Re: How many gum layers (Re: ferri sesquichlorati)
On Tue, 24 Oct 2006, Katharine Thayer wrote:
.... As I said, so far the only example of a one-coat gum I've seen that seemed to live up to that ideal was Marek's back-printed flowers; nothing else has come close. So, until someone shows me something more interesting, I'll continue to say that the only way to do that is with multiple printing.In my experience multiple coats are often as not *easier*, and even irresistible, but there are other ways to skin the cat (if I may say so
without freaking out PETA) and get some great effects.

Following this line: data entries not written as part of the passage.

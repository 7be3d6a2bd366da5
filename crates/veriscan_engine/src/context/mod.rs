//! Execution contexts.

pub mod frame;
pub mod state;

use std::fmt;

use z3::ast::Bool;
use z3::Model;

use veriscan_smt::Smt;

pub use frame::Frame;
pub use state::{State, Vertex};

/// One unit of exploration: a cycle counter, a state, and a call stack.
///
/// Contexts are created at engine start, forked at data-dependent
/// branches, merged at join points, and destroyed when infeasible or past
/// the cycle bound. Between steps a context is exclusively owned by the
/// explorer or the merger.
#[derive(Debug, Clone)]
pub struct Context<'ctx> {
    cycle: u32,
    state: State<'ctx>,
    call_stack: Vec<Frame>,
}

impl<'ctx> Context<'ctx> {
    /// Create a context at `cycle` with the given state and call stack.
    pub fn new(cycle: u32, state: State<'ctx>, call_stack: Vec<Frame>) -> Self {
        Self { cycle, state, call_stack }
    }

    /// The current cycle.
    pub fn cycle(&self) -> u32 {
        self.cycle
    }

    /// Advance to the next cycle.
    pub fn set_cycle(&mut self, cycle: u32) {
        self.cycle = cycle;
    }

    /// The state.
    pub fn state(&self) -> &State<'ctx> {
        &self.state
    }

    /// The state, mutably.
    pub fn state_mut(&mut self) -> &mut State<'ctx> {
        &mut self.state
    }

    /// The innermost frame.
    pub fn frame(&self) -> &Frame {
        self.call_stack.last().expect("a context always has a frame")
    }

    /// The outermost frame, the main program's.
    pub fn main_frame(&self) -> &Frame {
        self.call_stack.first().expect("a context always has a frame")
    }

    /// The call stack, outermost first.
    pub fn call_stack(&self) -> &[Frame] {
        &self.call_stack
    }

    /// The number of live invocations.
    pub fn depth(&self) -> usize {
        self.call_stack.len()
    }

    /// Enter a callee.
    pub fn push_frame(&mut self, frame: Frame) {
        self.call_stack.push(frame);
    }

    /// Return from the innermost callee.
    pub fn pop_frame(&mut self) -> Option<Frame> {
        if self.call_stack.len() > 1 {
            self.call_stack.pop()
        } else {
            None
        }
    }

    /// Fork this context at a branch; see [`State::fork`]. Cycle and call
    /// stack are copied.
    pub fn fork(
        &self,
        smt: &Smt<'ctx>,
        vertex: Vertex,
        model: &Model<'ctx>,
        constraint: Bool<'ctx>,
    ) -> Context<'ctx> {
        Context {
            cycle: self.cycle,
            state: self.state.fork(smt, vertex, model, constraint),
            call_stack: self.call_stack.clone(),
        }
    }
}

impl fmt::Display for Context<'_> {
    fn fmt(&self, f: &mut fmt::Formatter<'_>) -> fmt::Result {
        writeln!(f, "cycle: {}", self.cycle)?;
        writeln!(f, "{}", self.state)?;
        write!(f, "call stack: [")?;
        for (position, frame) in self.call_stack.iter().enumerate() {
            if position > 0 {
                write!(f, ", ")?;
            }
            write!(f, "{}", frame)?;
        }
        write!(f, "]")
    }
}
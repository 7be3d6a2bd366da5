//! The verification-condition engine loop.

use std::collections::{BTreeMap, BTreeSet};
use std::time::Instant;

use tracing::{debug, info, warn};
use z3::ast::Dynamic;

use veriscan_ir::Program;
use veriscan_smt::{AssumptionOutcome, Smt};
use veriscan_testgen::{TestCase, TestSuite, TestValue};

use crate::cbmc::executor::{block_name, join_block_name, VcContext, VcExecutor};
use crate::cbmc::state::VcState;
use crate::config::{Configuration, EngineMode};
use crate::context::{Frame, Vertex};
use crate::engine::{EngineStatus, DEFAULT_CYCLE_BOUND};
use crate::error::{EngineError, Result};
use crate::explorer::{Explorer, Prioritized};
use crate::interface::FlatInterface;
use crate::merger::{collect_points, predecessor_count, MergePoint};

/// The outcome of a VC run.
#[derive(Debug)]
pub struct VcReport {
    /// Why the run ended.
    pub status: EngineStatus,
    /// Fully explored cycles.
    pub cycles_completed: u32,
    /// Whether the final cycle's exit block was reachable.
    pub exit_reachable: bool,
    /// One scenario per reachable final context.
    pub test_suite: TestSuite,
}

/// The verification-condition engine.
///
/// Branches split into literal-guarded successor blocks instead of
/// solver-checked forks; joins fuse blocks by disjoining predecessor
/// literals. At the cycle bound, reachability of the exit block is a
/// single check under its assumption literal, and the model of a
/// reachable exit yields the test scenario.
pub struct VcEngine<'a, 'ctx> {
    smt: &'a Smt<'ctx>,
    config: Configuration,
}

impl<'a, 'ctx> VcEngine<'a, 'ctx> {
    /// Create a VC engine.
    pub fn new(smt: &'a Smt<'ctx>, config: Configuration) -> Result<Self> {
        if config.engine_mode != EngineMode::Cbmc {
            return Err(EngineError::unsupported_configuration(
                "vc engine requires engine mode cbmc",
            ));
        }
        Ok(Self { smt, config })
    }

    /// Explore `program` to the cycle bound and check exit reachability.
    pub fn run(&self, program: &Program) -> Result<VcReport> {
        let interface = FlatInterface::new(program);
        let executor = VcExecutor::new(self.smt, program, &interface, &self.config);
        let mut explorer: Explorer<VcContext<'ctx>> = Explorer::new(&self.config, program);
        let mut merger = VcMerger::new(&self.config, program);
        let mut suite = TestSuite::new();
        let cycle_bound = self.config.cycle_bound.unwrap_or(DEFAULT_CYCLE_BOUND);
        let begin = Instant::now();
        let mut cycle = 0u32;
        let mut finals: Vec<VcContext<'ctx>> = Vec::new();

        if cycle_bound > 0 {
            explorer.push(self.initial_context(program, &interface)?);
        }

        let status = loop {
            if cycle >= cycle_bound {
                break EngineStatus::CycleBoundReached;
            }
            if self.timed_out(begin) {
                break EngineStatus::TimeOutReached;
            }

            info!(cycle, "encoding cycle");
            let mut survivors: Vec<VcContext<'ctx>> = Vec::new();
            while !explorer.is_empty() || !merger.is_empty() {
                if explorer.is_empty() {
                    for merged in merger.drain(self.smt, &interface) {
                        explorer.push(merged);
                    }
                    continue;
                }
                let context = explorer.pop().expect("explorer checked non-empty");
                let origin = context.state().vertex().clone();
                let (first, second) = executor.execute(context)?;
                for successor in std::iter::once(first).chain(second) {
                    explorer.update_coverage(&origin, successor.vertex());
                    if successor.cycle() == cycle {
                        if merger.reached_merge_point(&successor) {
                            merger.push(successor);
                            for merged in merger.merge_ready(self.smt, &interface) {
                                explorer.push(merged);
                            }
                        } else {
                            explorer.push(successor);
                        }
                    } else {
                        survivors.push(successor);
                    }
                }
            }
            cycle += 1;
            debug!(cycle, survivors = survivors.len(), "cycle encoded");

            if cycle >= cycle_bound {
                finals = survivors;
                break EngineStatus::CycleBoundReached;
            }
            if survivors.is_empty() {
                break EngineStatus::Exhausted;
            }
            for survivor in survivors {
                explorer.push(survivor);
            }
        };

        let mut exit_reachable = false;
        for context in &finals {
            match self.derive(&interface, context)? {
                Some(test_case) => {
                    exit_reachable = true;
                    suite.push(test_case);
                }
                None => {}
            }
        }

        if let Some(directory) = &self.config.generate_test_suite {
            suite
                .write_xml(directory)
                .map_err(|error| EngineError::test_suite_output(error.to_string()))?;
        }

        info!(cycles = cycle, exit_reachable, "vc run finished");
        Ok(VcReport { status, cycles_completed: cycle, exit_reachable, test_suite: suite })
    }

    /// Check reachability of the context's current block and extract a
    /// scenario from the model.
    fn derive(
        &self,
        interface: &FlatInterface,
        context: &VcContext<'ctx>,
    ) -> Result<Option<TestCase>> {
        let system = context.state().system(self.smt);
        let literal = context.state().assumption_literal().clone();
        match self.smt.check_under_assumptions(&system, &[literal])? {
            AssumptionOutcome::Sat(model) => {
                let mut test_case = TestCase::new();
                for variable in interface.state_variables() {
                    let contextualized_name = format!("{}_0__0", variable.name);
                    if let Some(term) =
                        context.state().initial_valuations().get(&contextualized_name)
                    {
                        if let Some(value) = term_value(term) {
                            test_case.set_initial_state(variable.name.clone(), value);
                        }
                    }
                }
                for cycle in 0..context.cycle() {
                    test_case.touch_cycle(cycle);
                    for input in interface.whole_program_inputs() {
                        let data_type = interface
                            .data_type(input)
                            .ok_or_else(|| EngineError::unresolved(input.to_string()))?;
                        let contextualized_name = format!("{}_0__{}", input, cycle);
                        let constant =
                            self.smt.constant(&contextualized_name, data_type)?;
                        let term = match self.smt.model_value(&model, &constant) {
                            Some(term) => term,
                            None => self.smt.default_value(data_type)?,
                        };
                        if let Some(value) = term_value(&term) {
                            test_case.set_cycle_input(cycle, input.to_string(), value);
                        }
                    }
                }
                Ok(Some(test_case))
            }
            AssumptionOutcome::Unsat { core } => {
                let names: Vec<String> =
                    core.iter().map(|literal| literal.to_string()).collect();
                warn!(core = names.join(", "), "block unreachable");
                Ok(None)
            }
        }
    }

    fn initial_context(
        &self,
        program: &Program,
        interface: &FlatInterface,
    ) -> Result<VcContext<'ctx>> {
        let main = program.main();
        let mut initial_valuations = BTreeMap::new();
        let mut versions = BTreeMap::new();
        for variable in interface.variables() {
            versions.insert(variable.name.clone(), 0);
            let contextualized_name = format!("{}_0__0", variable.name);
            let term = if interface.is_whole_program_input(&variable.name) {
                self.smt.constant(&contextualized_name, &variable.data_type)?
            } else {
                match &variable.initializer {
                    Some(literal) => self.smt.literal_value(literal),
                    None => self.smt.default_value(&variable.data_type)?,
                }
            };
            initial_valuations.insert(contextualized_name, term);
        }
        let state = VcState::new(
            self.smt,
            Vertex::new(main.name(), main.entry()),
            initial_valuations,
            versions,
            block_name(main.name(), main.entry(), 0),
        );
        let call_stack = vec![Frame::new(main.name(), main.name(), main.exit())];
        Ok(VcContext::new(0, state, call_stack))
    }

    fn timed_out(&self, begin: Instant) -> bool {
        match self.config.time_out {
            Some(time_out) => begin.elapsed() >= time_out,
            None => false,
        }
    }
}

fn term_value(term: &Dynamic<'_>) -> Option<TestValue> {
    if let Some(value) = Smt::bool_from(term) {
        return Some(TestValue::Bool(value));
    }
    Smt::int_from(term).map(TestValue::Int)
}

/// Join-point buffering for VC contexts.
struct VcMerger<'ctx> {
    merge_points: BTreeSet<MergePoint>,
    expected: BTreeMap<MergePoint, usize>,
    pending: BTreeMap<MergePoint, Vec<VcContext<'ctx>>>,
}

impl<'ctx> VcMerger<'ctx> {
    fn new(config: &Configuration, program: &Program) -> Self {
        let mut merge_points = BTreeSet::new();
        let mut expected = BTreeMap::new();
        let main = program.main();
        match config.merge_strategy {
            crate::config::MergeStrategy::OnlyAtCycleEnd => {
                let point = (main.name().to_string(), main.exit(), main.exit());
                expected.insert(point.clone(), predecessor_count(program, main, main.exit()));
                merge_points.insert(point);
            }
            crate::config::MergeStrategy::AtAllJoinPoints => {
                collect_points(
                    program,
                    main,
                    main.name().to_string(),
                    main.exit(),
                    &mut merge_points,
                    &mut expected,
                );
            }
        }
        Self { merge_points, expected, pending: BTreeMap::new() }
    }

    fn is_empty(&self) -> bool {
        self.pending.values().all(Vec::is_empty)
    }

    fn reached_merge_point(&self, context: &VcContext<'ctx>) -> bool {
        let frame = context.frame();
        self.merge_points.contains(&(
            frame.scope().to_string(),
            frame.return_label(),
            context.state().vertex().label,
        ))
    }

    fn push(&mut self, context: VcContext<'ctx>) {
        let frame = context.frame();
        let point = (
            frame.scope().to_string(),
            frame.return_label(),
            context.state().vertex().label,
        );
        self.pending.entry(point).or_default().push(context);
    }

    fn merge_ready(
        &mut self,
        smt: &Smt<'ctx>,
        interface: &FlatInterface,
    ) -> Vec<VcContext<'ctx>> {
        let ready: Vec<MergePoint> = self
            .pending
            .iter()
            .filter(|(point, contexts)| {
                !contexts.is_empty()
                    && contexts.len() >= self.expected.get(*point).copied().unwrap_or(usize::MAX)
            })
            .map(|(point, _)| point.clone())
            .collect();
        let mut merged = Vec::new();
        for point in ready {
            if let Some(contexts) = self.pending.remove(&point) {
                merged.extend(merge_group(smt, interface, contexts));
            }
        }
        merged
    }

    fn drain(&mut self, smt: &Smt<'ctx>, interface: &FlatInterface) -> Vec<VcContext<'ctx>> {
        let pending = std::mem::take(&mut self.pending);
        let mut merged = Vec::new();
        for (_, contexts) in pending {
            if contexts.is_empty() {
                continue;
            }
            merged.extend(merge_group(smt, interface, contexts));
        }
        merged
    }
}

fn merge_group<'ctx>(
    smt: &Smt<'ctx>,
    interface: &FlatInterface,
    contexts: Vec<VcContext<'ctx>>,
) -> Vec<VcContext<'ctx>> {
    let mut groups: Vec<Vec<VcContext<'ctx>>> = Vec::new();
    for context in contexts {
        match groups.iter_mut().find(|members| {
            let representative = &members[0];
            representative.cycle() == context.cycle()
                && representative.call_stack() == context.call_stack()
        }) {
            Some(members) => members.push(context),
            None => groups.push(vec![context]),
        }
    }
    groups
        .into_iter()
        .map(|members| {
            let mut members = members.into_iter();
            let mut merged = members.next().expect("groups are non-empty");
            for next in members {
                let vertex = merged.state().vertex().clone();
                let cycle = merged.cycle();
                let join = join_block_name(&vertex.graph, vertex.label, cycle);
                let sort_of = |flattened_name: &str| {
                    interface
                        .data_type(flattened_name)
                        .and_then(|data_type| smt.default_value(data_type).ok())
                };
                let next_state = next.state().clone();
                merged.state_mut().merge(smt, next_state, join, sort_of, cycle);
            }
            merged
        })
        .collect()
}
//! Non-forking instruction interpretation for the VC flavor.

use tracing::trace;

use veriscan_ir::{Expression, Instruction, Program};
use veriscan_smt::Smt;

use crate::cbmc::state::VcState;
use crate::config::Configuration;
use crate::context::{Frame, Vertex};
use crate::encoder::{resolve_access, Encoder, VersionLookup};
use crate::error::{EngineError, Result};
use crate::explorer::Prioritized;
use crate::interface::FlatInterface;

/// A context of the verification-condition flavor.
#[derive(Debug, Clone)]
pub struct VcContext<'ctx> {
    cycle: u32,
    state: VcState<'ctx>,
    call_stack: Vec<Frame>,
}

impl<'ctx> VcContext<'ctx> {
    /// Create a VC context.
    pub fn new(cycle: u32, state: VcState<'ctx>, call_stack: Vec<Frame>) -> Self {
        Self { cycle, state, call_stack }
    }

    /// The current cycle.
    pub fn cycle(&self) -> u32 {
        self.cycle
    }

    /// The state.
    pub fn state(&self) -> &VcState<'ctx> {
        &self.state
    }

    /// The state, mutably.
    pub fn state_mut(&mut self) -> &mut VcState<'ctx> {
        &mut self.state
    }

    /// The innermost frame.
    pub fn frame(&self) -> &Frame {
        self.call_stack.last().expect("a context always has a frame")
    }

    /// The call stack, outermost first.
    pub fn call_stack(&self) -> &[Frame] {
        &self.call_stack
    }
}

impl Prioritized for VcContext<'_> {
    fn cycle(&self) -> u32 {
        self.cycle
    }

    fn depth(&self) -> usize {
        self.call_stack.len()
    }

    fn vertex(&self) -> &Vertex {
        self.state.vertex()
    }
}

/// Builds the assumption-literal name of a block.
pub(crate) fn block_name(graph: &str, label: usize, cycle: u32) -> String {
    format!("b_{}_{}__{}", graph, label, cycle)
}

/// Builds the assumption-literal name of a join block. Joins carry their
/// own prefix so a fused block never lists itself as a predecessor when
/// one side entered the join label through a branch edge.
pub(crate) fn join_block_name(graph: &str, label: usize, cycle: u32) -> String {
    format!("j_{}_{}__{}", graph, label, cycle)
}

/// The per-instruction interpreter of the VC flavor.
///
/// Branches never consult the solver: both successor blocks are produced
/// unconditionally (modulo feasibility hints), each guarded by its
/// assumption literal.
pub struct VcExecutor<'a, 'ctx> {
    smt: &'a Smt<'ctx>,
    program: &'a Program,
    interface: &'a FlatInterface,
    config: &'a Configuration,
    encoder: Encoder<'a, 'ctx>,
}

impl<'a, 'ctx> VcExecutor<'a, 'ctx> {
    /// Create a VC executor.
    pub fn new(
        smt: &'a Smt<'ctx>,
        program: &'a Program,
        interface: &'a FlatInterface,
        config: &'a Configuration,
    ) -> Self {
        Self { smt, program, interface, config, encoder: Encoder::new(smt, interface) }
    }

    /// Execute the instruction at the context's current vertex.
    pub fn execute(
        &self,
        mut context: VcContext<'ctx>,
    ) -> Result<(VcContext<'ctx>, Option<VcContext<'ctx>>)> {
        let vertex = context.state.vertex().clone();
        let graph = self
            .program
            .graph(&vertex.graph)
            .ok_or_else(|| EngineError::unresolved(vertex.graph.clone()))?;

        if vertex.label == graph.exit() {
            if context.call_stack.len() > 1 {
                let callee_frame = context.call_stack.pop().expect("depth checked above");
                let caller_graph = context.frame().graph().to_string();
                let return_vertex =
                    Vertex::new(caller_graph.clone(), callee_frame.return_label());
                let name =
                    block_name(&caller_graph, callee_frame.return_label(), context.cycle);
                context.state.advance_block(self.smt, return_vertex, name);
                return Ok((context, None));
            }
            return self.finish_cycle(context).map(|context| (context, None));
        }

        let instruction = graph
            .instruction(vertex.label)
            .ok_or_else(|| {
                EngineError::from(veriscan_ir::IrError::new(
                    veriscan_ir::IrErrorKind::DanglingLabel { target: vertex.label },
                ))
                .in_graph(vertex.graph.clone())
            })?
            .clone();

        match instruction {
            Instruction::Assign { variable, expression, next, .. } => {
                self.assign(&mut context, &vertex, &variable, &expression, next)?;
                Ok((context, None))
            }
            Instruction::Havoc { variable, next } => {
                self.havoc(&mut context, &vertex, &variable, next)?;
                Ok((context, None))
            }
            Instruction::Goto { next } => {
                context.state.set_vertex(Vertex::new(vertex.graph.clone(), next));
                Ok((context, None))
            }
            Instruction::If { condition, goto_then, goto_else } => {
                self.branch(context, &vertex, &condition, goto_then, goto_else)
            }
            Instruction::While { condition, goto_body, goto_exit } => {
                self.branch(context, &vertex, &condition, goto_body, goto_exit)
            }
            Instruction::Call { callee, goto_intraprocedural, .. } => {
                let callee_graph = self.program.callee(graph, &callee)?;
                let instance_path = callee
                    .access_path()
                    .ok_or_else(|| EngineError::unsupported("call target is not an access"))?;
                let scope = format!("{}.{}", context.frame().scope(), instance_path);
                context.call_stack.push(Frame::new(
                    callee_graph.name(),
                    scope,
                    goto_intraprocedural,
                ));
                let entry_vertex = Vertex::new(callee_graph.name(), callee_graph.entry());
                let name =
                    block_name(callee_graph.name(), callee_graph.entry(), context.cycle);
                context.state.advance_block(self.smt, entry_vertex, name);
                Ok((context, None))
            }
        }
    }

    fn assign(
        &self,
        context: &mut VcContext<'ctx>,
        vertex: &Vertex,
        variable: &Expression,
        expression: &Expression,
        next: usize,
    ) -> Result<()> {
        let scope = context.frame().scope().to_string();
        let cycle = context.cycle;
        let (flattened_name, _) = resolve_access(self.interface, &scope, variable)?;
        if matches!(expression, Expression::NondeterministicConstant) {
            // Fresh unconstrained version; same effect as a havoc.
            context.state.bump_version(&flattened_name);
            context.state.set_vertex(Vertex::new(vertex.graph.clone(), next));
            return Ok(());
        }
        let encoded = self
            .encoder
            .encode(expression, &scope, &context.state, cycle)
            .map_err(|error| error.in_graph(vertex.graph.clone()).at_label(vertex.label))?;
        context.state.bump_version(&flattened_name);
        let contextualized_name = context.state.contextualized(&flattened_name, cycle);
        trace!(name = %contextualized_name, "vc assign");
        let block = context.state.assumption_literal_name().to_string();
        context.state.push_hard_constraint(block, contextualized_name, encoded);
        context.state.set_vertex(Vertex::new(vertex.graph.clone(), next));
        Ok(())
    }

    fn havoc(
        &self,
        context: &mut VcContext<'ctx>,
        vertex: &Vertex,
        variable: &Expression,
        next: usize,
    ) -> Result<()> {
        let scope = context.frame().scope().to_string();
        let (flattened_name, _) = resolve_access(self.interface, &scope, variable)?;
        context.state.bump_version(&flattened_name);
        context.state.set_vertex(Vertex::new(vertex.graph.clone(), next));
        Ok(())
    }

    fn branch(
        &self,
        context: VcContext<'ctx>,
        vertex: &Vertex,
        condition: &Expression,
        then_label: usize,
        else_label: usize,
    ) -> Result<(VcContext<'ctx>, Option<VcContext<'ctx>>)> {
        let scope = context.frame().scope().to_string();
        let cycle = context.cycle;
        let phi = self
            .encoder
            .encode(condition, &scope, &context.state, cycle)
            .map_err(|error| error.in_graph(vertex.graph.clone()).at_label(vertex.label))?
            .as_bool()
            .ok_or_else(|| EngineError::sort_mismatch("branch condition"))?;

        let (then_feasible, else_feasible) =
            self.config.branch_feasibility(&vertex.graph, vertex.label);

        let make_child = |guard: z3::ast::Bool<'ctx>, target: usize| {
            let child_state = context.state.branch_child(
                self.smt,
                Vertex::new(vertex.graph.clone(), target),
                block_name(&vertex.graph, target, cycle),
                guard,
            );
            VcContext::new(cycle, child_state, context.call_stack.clone())
        };

        match (then_feasible, else_feasible) {
            (true, true) => {
                let then_child = make_child(phi.clone(), then_label);
                let else_child = make_child(phi.not(), else_label);
                Ok((then_child, Some(else_child)))
            }
            (true, false) => Ok((make_child(phi, then_label), None)),
            (false, true) => Ok((make_child(phi.not(), else_label), None)),
            (false, false) => Err(EngineError::unsupported_configuration(
                "both branch sides hinted infeasible",
            )
            .in_graph(vertex.graph.clone())
            .at_label(vertex.label)),
        }
    }

    /// Cross the cycle boundary: every persistent variable's last
    /// version is equated with version zero of the next cycle inside the
    /// new entry block; whole-program inputs start the next cycle as
    /// fresh unconstrained symbols.
    fn finish_cycle(&self, mut context: VcContext<'ctx>) -> Result<VcContext<'ctx>> {
        let previous_cycle = context.cycle;
        let next_cycle = previous_cycle + 1;
        let main = self.program.main();
        let entry_vertex = Vertex::new(main.name(), main.entry());
        let entry_block = block_name(main.name(), main.entry(), next_cycle);
        context.state.advance_block(self.smt, entry_vertex, entry_block.clone());

        for variable in self.interface.variables() {
            if self.interface.is_whole_program_input(&variable.name) {
                continue;
            }
            let old_name = format!(
                "{}_{}__{}",
                variable.name,
                context.state.version(&variable.name),
                previous_cycle
            );
            let new_name = format!("{}_0__{}", variable.name, next_cycle);
            let carried = self.smt.constant(&old_name, &variable.data_type)?;
            context
                .state
                .push_hard_constraint(entry_block.clone(), new_name, carried);
        }
        context.state.reset_versions();
        context.cycle = next_cycle;
        Ok(context)
    }
}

For instance, Demachy did very satisfying one-coat gums (or they look that way in repro and I'm told by folks who've seen originals that they're gorgeous) by modulating development. He'd print with good darks, but little midtone separation, then ease in the separation with drips from a sponge, as he described in one of his treatises, I forget which, but it was illustrated with a hand holding the sponge.
And, if I can say this without being trashed for "anti-platinum" attitude, or even if I can't, I feel there's some kind of infection spread from those necessities, leading, especially those about to try gum de novo to think they have to nail down the "best," the necessary, the correct, the optimum, the theory, the one certain precise exact ordained order and total comprehension before sticking a toe in the water. That, my dears, is actually a grind -- and charming as they may be, do you want your gum to look like it was made by, say, Katharine, or Chris, or Keith, or even me? AFAIK, each of them & whoever else has found their own way or "touch", like (excuse-the-expression) painting. Not to mention that what maybe Chris absolutely swears happens, I swear I never saw ! Should a beginner have to deal with that?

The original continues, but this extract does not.